Much is written about GCSE results day, and how many students will have to resit exams, but very little is published about what happens to those students who come agonisingly close to a grade 4 and their journey after August.
When making the move to FE from the secondary sector, I was completely unaware of the sheer size and scale of November resits – in 2019, 109,495 students sat GCSE English and math exams (an increase of 5 per cent on 2018). And with some colleges entering up to 1,000 students in the November resits, January results day becomes a massive exercise for everyone concerned.
GCSE resits results day 'is more stressful'
If anything, January results day is a turbocharged version of the original – it's certainly more stressful for students. Many see it as their last chance, others are not confident that they will have passed a second time around, even attending GCSE lessons after completing the November exam (this was certainly a new experience to me, let alone our students).
There are many logistical problems to deal with, like ensuring that staff are available to answer questions, and also many emotional problems to deal with on the ground, supporting devastated students who don't make the grade.
To prepare, staff will often try and have lessons covered on results day morning so that they can spend time with the students. Though letters are sent, last-minute phone calls also take place to remind students of results day and what they need to do.
On the morning of results day, we gather in the staffroom to discuss results and highlight any students who need to complete paperwork for a review of marking – and those only a few marks from the prized grade 4. This can also be a testing time for managers and leaders who jostle with staff about which students will and won’t have their papers reviewed, while finding and justifying the cost, which often results in a bill of thousands of pounds.

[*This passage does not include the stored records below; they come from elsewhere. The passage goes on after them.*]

// =============================================================================
// ERROR MODULE
// =============================================================================
// This module defines the HTTP-facing error type and its responses.
//
// ERROR HANDLING PHILOSOPHY:
// - Each layer has its own typed error (StoreError, PaymentError, ViewError)
// - AppError wraps them and maps each to an HTTP status code
// - Write failures carry the backend's message back to the admin
// =============================================================================

use axum::{
    http::StatusCode,
    response::{IntoResponse, Response},
    Json,
};
use thiserror::Error;

use crate::inventory::ViewError;
use crate::models::ErrorResponse;
use crate::payment::PaymentError;
use crate::store::StoreError;

// =============================================================================
// CUSTOM ERROR TYPE
// =============================================================================
#[derive(Debug, Error)]
pub enum AppError {
    /// Row store call failed
    #[error("Store error: {0}")]
    Store(#[from] StoreError),

    /// Payment gateway call failed or was refused up front
    #[error("Payment error: {0}")]
    Payment(#[from] PaymentError),

    /// Form or request validation failed
    #[error("Invalid request: {0}")]
    BadRequest(String),

    /// Another submission is still running
    #[error("Conflict: {0}")]
    Conflict(String),

    #[error("Not implemented: {0}")]
    NotImplemented(String),

    /// Generic internal error
    #[error("Internal error: {0}")]
    Internal(String),
}

impl From<ViewError> for AppError {
    fn from(err: ViewError) -> Self {
        match err {
            ViewError::Validation(msg) => AppError::BadRequest(msg),
            ViewError::SubmitInProgress => {
                AppError::Conflict(ViewError::SubmitInProgress.to_string())
            }
            ViewError::NotImplemented(what) => AppError::NotImplemented(what.to_string()),
            ViewError::Store(e) => AppError::Store(e),
        }
    }
}

// =============================================================================
// HTTP RESPONSE CONVERSION
// =============================================================================
impl AppError {
    fn parts(&self) -> (StatusCode, &'static str, String) {
        match self {
            AppError::BadRequest(msg) => (StatusCode::BAD_REQUEST, "BAD_REQUEST", msg.clone()),

            AppError::Conflict(msg) => (StatusCode::CONFLICT, "SUBMIT_IN_PROGRESS", msg.clone()),

            AppError::NotImplemented(msg) => {
                (StatusCode::NOT_IMPLEMENTED, "NOT_IMPLEMENTED", msg.clone())
            }

            AppError::Store(StoreError::NotFound { .. }) => {
                (StatusCode::NOT_FOUND, "NOT_FOUND", self.to_string())
            }

            AppError::Store(StoreError::UnknownColumn { .. } | StoreError::InvalidRow(_)) => {
                (StatusCode::BAD_REQUEST, "BAD_REQUEST", self.to_string())
            }

            // The admin sees the backend's own message
            AppError::Store(e) => (StatusCode::BAD_GATEWAY, "STORE_ERROR", e.to_string()),

            AppError::Payment(e @ (PaymentError::InvalidAmount(_) | PaymentError::InvalidCurrency(_))) => {
                (StatusCode::BAD_REQUEST, "INVALID_PAYMENT_REQUEST", e.to_string())
            }

            AppError::Payment(e) => (StatusCode::BAD_GATEWAY, "PAYMENT_GATEWAY_ERROR", e.to_string()),

            AppError::Internal(msg) => (
                StatusCode::INTERNAL_SERVER_ERROR,
                "INTERNAL_ERROR",
                msg.clone(),
            ),
        }
    }

    pub fn status(&self) -> StatusCode {
        self.parts().0
    }
}

impl IntoResponse for AppError {
    fn into_response(self) -> Response {
        let (status, error_code, message) = self.parts();

        tracing::error!(
            error_code = error_code,
            message = %message,
            "Request failed"
        );

        let body = match &self {
            AppError::Payment(PaymentError::Gateway { status, .. }) => ErrorResponse::with_details(
                error_code,
                message,
                format!("gateway status {status}"),
            ),
            _ => ErrorResponse::new(error_code, message),
        };

        (status, Json(body)).into_response()
    }
}

// =============================================================================
// RESULT TYPE ALIAS
// =============================================================================
pub type AppResult<T> = Result<T, AppError>;

impl From<anyhow::Error> for AppError {
    fn from(err: anyhow::Error) -> Self {
        AppError::Internal(err.to_string())
    }
}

At Tyne Coast College and around the country, the student experience starts at around 8.30am, as students file into the reception area, searching for their brown results envelopes. From there, students receive words of comfort and support from staff while they make comments that range from the confident ("I’ve easy got a grade 7 this time!") to the anxious ("Do you think I’ve got it?").

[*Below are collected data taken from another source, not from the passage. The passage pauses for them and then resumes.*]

use axum::Router;
use tokio::net::TcpListener;

/// Serves `router` on an ephemeral localhost port and returns its base URL.
pub async fn spawn_server(router: Router) -> String {
    let listener = TcpListener::bind("127.0.0.1:0").await.unwrap();
    let addr = listener.local_addr().unwrap();
    tokio::spawn(async move {
        axum::serve(listener, router).await.unwrap();
    });
    format!("http://{addr}")
}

With this in mind, we do everything we can to support students as they move upstairs to collect their results. With staff attempting poker faces (most know student results), brown envelopes are opened. Some prefer to open results in private, while staff secretly try and cajole those who have just missed out to open theirs privately so we can begin to discuss next steps.
The importance of student-teacher relationships
It is here that the amazing student-teacher relationships in FE really shine through: staff congratulate those who have the grade they want, and comfort those who do not. As all staff know on results day, it is enormously important that we are positive. Whether this means celebrating a student who gained 5 extra marks (but achieved less than a grade 4) as evidence that they are improving and can do it, or starting the review-of-marking process.

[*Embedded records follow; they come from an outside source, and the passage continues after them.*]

use std::path::{Path, PathBuf};
use std::sync::Arc;

use anyhow::{Context, Result};
use clap::Parser;
use colored::Colorize;
use futures::stream::{self, StreamExt};
use serde_json::Value;

use docsense::application::services::DocumentService;
use docsense::domain::{
    ContentType, Document, DynamicReport, FormLanguage, GroundTruthReport, normalize_keys,
    validate_dynamic, validate_with_ground_truth,
};
use docsense::infrastructure::llm::OpenAiClient;
use docsense::infrastructure::observability::init_tracing;
use docsense::infrastructure::storage::read_few_shot_example;
use docsense::infrastructure::text_processing::AzureDocIntelAdapter;
use docsense::presentation::{Environment, Settings};

type Service = DocumentService<AzureDocIntelAdapter, OpenAiClient>;

#[derive(Parser)]
#[command(name = "docsense-extract")]
#[command(version)]
#[command(about = "OCR scanned documents and process the text with an LLM", long_about = None)]
struct Cli {
    /// PDF, JPEG or PNG documents to process.
    #[arg(required = true, value_name = "FILE")]
    files: Vec<PathBuf>,

    /// Ask a question about each document instead of extracting form fields.
    #[arg(short, long, conflicts_with = "summary")]
    question: Option<String>,

    /// Summarize each document instead of extracting form fields.
    #[arg(short, long)]
    summary: bool,

    /// Directory with `{stem}_gt.json` ground-truth files.
    #[arg(long, value_name = "DIR")]
    ground_truth_dir: Option<PathBuf>,

    /// Directory the extracted JSON is written to.
    #[arg(short, long, value_name = "DIR")]
    output_dir: Option<PathBuf>,

    #[arg(long, value_name = "NUM", default_value_t = 2)]
    parallel: usize,

    /// Directory holding appsettings.toml.
    #[arg(long, value_name = "DIR", default_value = ".")]
    config_dir: PathBuf,
}

enum Mode {
    Fields {
        ground_truth_dir: PathBuf,
        output_dir: PathBuf,
    },
    Ask(Option<String>),
}

#[tokio::main]
async fn main() -> Result<()> {
    dotenvy::dotenv().ok();
    let cli = Cli::parse();

    let environment = Environment::from_env().map_err(anyhow::Error::msg)?;
    let settings =
        Settings::load(&cli.config_dir, environment).context("Failed to load configuration")?;
    init_tracing(&settings.logging.tracing_config(environment), "extract");

    let ocr_client = Arc::new(
        AzureDocIntelAdapter::new(&settings.ocr).context("Failed to create OCR client")?,
    );
    let llm_client =
        Arc::new(OpenAiClient::new(&settings.llm).context("Failed to create LLM client")?);

    let mut service = DocumentService::new(ocr_client, llm_client);
    if let (Some(ocr_path), Some(json_path)) = (
        &settings.extraction.few_shot_ocr_path,
        &settings.extraction.few_shot_json_path,
    ) {
        let example = read_few_shot_example(ocr_path, json_path)
            .await
            .context("Failed to load few-shot example")?;
        service = service.with_few_shot(example);
    }
    let service = Arc::new(service);

    let mode = if cli.summary || cli.question.is_some() {
        Mode::Ask(cli.question.clone())
    } else {
        Mode::Fields {
            ground_truth_dir: cli
                .ground_truth_dir
                .clone()
                .unwrap_or_else(|| settings.extraction.ground_truth_dir.clone()),
            output_dir: cli
                .output_dir
                .clone()
                .unwrap_or_else(|| settings.extraction.output_dir.clone()),
        }
    };
    let mode = Arc::new(mode);

    let results = stream::iter(cli.files.iter().cloned().map(|path| {
        let service = Arc::clone(&service);
        let mode = Arc::clone(&mode);
        async move {
            let result = process_file(&service, &mode, &path).await;
            (path, result)
        }
    }))
    .buffer_unordered(cli.parallel.max(1))
    .collect::<Vec<_>>()
    .await;

    let mut failures = 0;
    for (path, result) in results {
        if let Err(e) = result {
            failures += 1;
            tracing::error!(path = %path.display(), error = %e, "Failed to process document");
            eprintln!("{} {}: {:#}", "✗".red(), path.display(), e);
        }
    }

    if failures > 0 {
        anyhow::bail!("{failures} document(s) failed");
    }
    Ok(())
}

async fn process_file(service: &Service, mode: &Mode, path: &Path) -> Result<()> {
    let content_type = ContentType::from_path(path)
        .filter(ContentType::is_scannable)
        .with_context(|| format!("unsupported file type: {}", path.display()))?;
    let data = tokio::fs::read(path)
        .await
        .with_context(|| format!("failed to read {}", path.display()))?;

    let filename = path
        .file_name()
        .map(|n| n.to_string_lossy().into_owned())
        .unwrap_or_else(|| path.display().to_string());
    let document = Document::new(filename, content_type, data.len() as u64);

    match mode {
        Mode::Ask(question) => {
            let answer = service.ask(&data, &document, question.as_deref()).await?;
            println!("{}", format!("── {} ──", document.filename).cyan().bold());
            println!("{}", answer.response.trim());
        }
        Mode::Fields {
            ground_truth_dir,
            output_dir,
        } => {
            let extraction = service.extract_fields(&data, &document).await?;
            let fields = normalize_keys(&extraction.fields);

            tokio::fs::create_dir_all(output_dir).await?;
            let output_path = output_dir.join(format!("{}.json", document.stem()));
            tokio::fs::write(&output_path, serde_json::to_string_pretty(&fields)?)
                .await
                .with_context(|| format!("failed to write {}", output_path.display()))?;

            println!("{}", format!("── {} ──", document.filename).cyan().bold());
            println!("Extracted fields saved to {}", output_path.display());

            let gt_path = ground_truth_dir.join(format!("{}_gt.json", document.stem()));
            match read_ground_truth(&gt_path).await? {
                Some(ground_truth) => {
                    print_ground_truth_report(&validate_with_ground_truth(&fields, &ground_truth))
                }
                None => {
                    let template = FormLanguage::detect(&fields).template();
                    print_dynamic_report(&validate_dynamic(&fields, template));
                }
            }
        }
    }

    Ok(())
}

async fn read_ground_truth(path: &Path) -> Result<Option<Value>> {
    if !tokio::fs::try_exists(path).await.unwrap_or(false) {
        tracing::debug!(path = %path.display(), "No ground truth; using dynamic validation");
        return Ok(None);
    }

    let raw = tokio::fs::read_to_string(path)
        .await
        .with_context(|| format!("failed to read {}", path.display()))?;
    let value: Value = serde_json::from_str(&raw)
        .with_context(|| format!("invalid ground truth JSON in {}", path.display()))?;
    Ok(Some(normalize_keys(&value)))
}

fn print_ground_truth_report(report: &GroundTruthReport) {
    println!("Accuracy:     {}", percent(report.accuracy));
    println!("Completeness: {}", percent(report.completeness));

    if !report.missing_fields.is_empty() {
        println!("{}", "Missing fields:".yellow());
        for field in &report.missing_fields {
            println!("  - {field}");
        }
    }

    if !report.mismatched_fields.is_empty() {
        println!("{}", "Mismatched fields:".yellow());
        for (field, mismatch) in &report.mismatched_fields {
            println!(
                "  - {field}: expected {}, got {}",
                mismatch.expected, mismatch.actual
            );
        }
    }
}

fn print_dynamic_report(report: &DynamicReport) {
    println!("Completeness: {}", percent(report.completeness));

    if !report.missing_fields.is_empty() {
        println!("{}", "Missing fields:".yellow());
        for field in &report.missing_fields {
            println!("  - {field}");
        }
    }

    if !report.invalid_fields.is_empty() {
        println!("{}", "Invalid fields:".red());
        for (field, reason) in &report.invalid_fields {
            println!("  - {field}: {reason}");
        }
    }
}

fn percent(value: f64) -> colored::ColoredString {
    let text = format!("{value:.2}%");
    if value >= 90.0 {
        text.green()
    } else if value >= 60.0 {
        text.yellow()
    } else {
        text.red()
    }
}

For a head of department, it’s a strange day. Results are typically revealed and analysed the day before, with most decisions on marking reviews already made and thoughts on changes for August results day, and potentially day-to-day practice, already formulating.
Once the initial buzz wears off, students begin to leave slowly, on phones and celebrating with friends, family and course tutors. This usually leaves a small group of demoralised students who know they must again sit exams in May and June. It is often here that the work really starts for the wonderful English and maths staff in FE.